Given records:
_ _ _ _

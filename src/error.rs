use actix_web::http::StatusCode;
use actix_web::{HttpResponse, ResponseError};
use log::error;
use serde_json::json;
use thiserror::Error;
use validator::ValidationErrors;

use crate::store::StoreError;

#[derive(Debug, Error)]
pub enum ApiError {
    /// Request body failed one or more field constraints. Detected before
    /// any persistence is attempted.
    #[error("validation failed")]
    Validation(#[from] ValidationErrors),
    #[error(transparent)]
    Store(#[from] StoreError),
    #[error("password hashing failed")]
    Hash(#[from] bcrypt::BcryptError),
    /// Declared route with no behavior yet. Surfaced explicitly instead of
    /// returning an undefined empty result.
    #[error("{0} is not implemented")]
    NotImplemented(&'static str),
}

impl ResponseError for ApiError {
    fn status_code(&self) -> StatusCode {
        match self {
            Self::Validation(_) => StatusCode::UNPROCESSABLE_ENTITY,
            Self::Store(_) | Self::Hash(_) => StatusCode::INTERNAL_SERVER_ERROR,
            Self::NotImplemented(_) => StatusCode::NOT_IMPLEMENTED,
        }
    }

    fn error_response(&self) -> HttpResponse {
        match self {
            Self::Validation(errors) => HttpResponse::UnprocessableEntity().json(json!({
                "error": "validation failed",
                "fields": errors,
            })),
            Self::NotImplemented(operation) => HttpResponse::NotImplemented().json(json!({
                "error": "not implemented",
                "operation": operation,
            })),
            other => {
                error!("request failed: {other}");
                HttpResponse::InternalServerError().json(json!({
                    "error": other.to_string(),
                }))
            }
        }
    }
}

_ _ _ _

Task to complete: Return the lines containing "ApiError", taking each one from the listing.

Written answer:
pub enum ApiError {
impl ResponseError for ApiError {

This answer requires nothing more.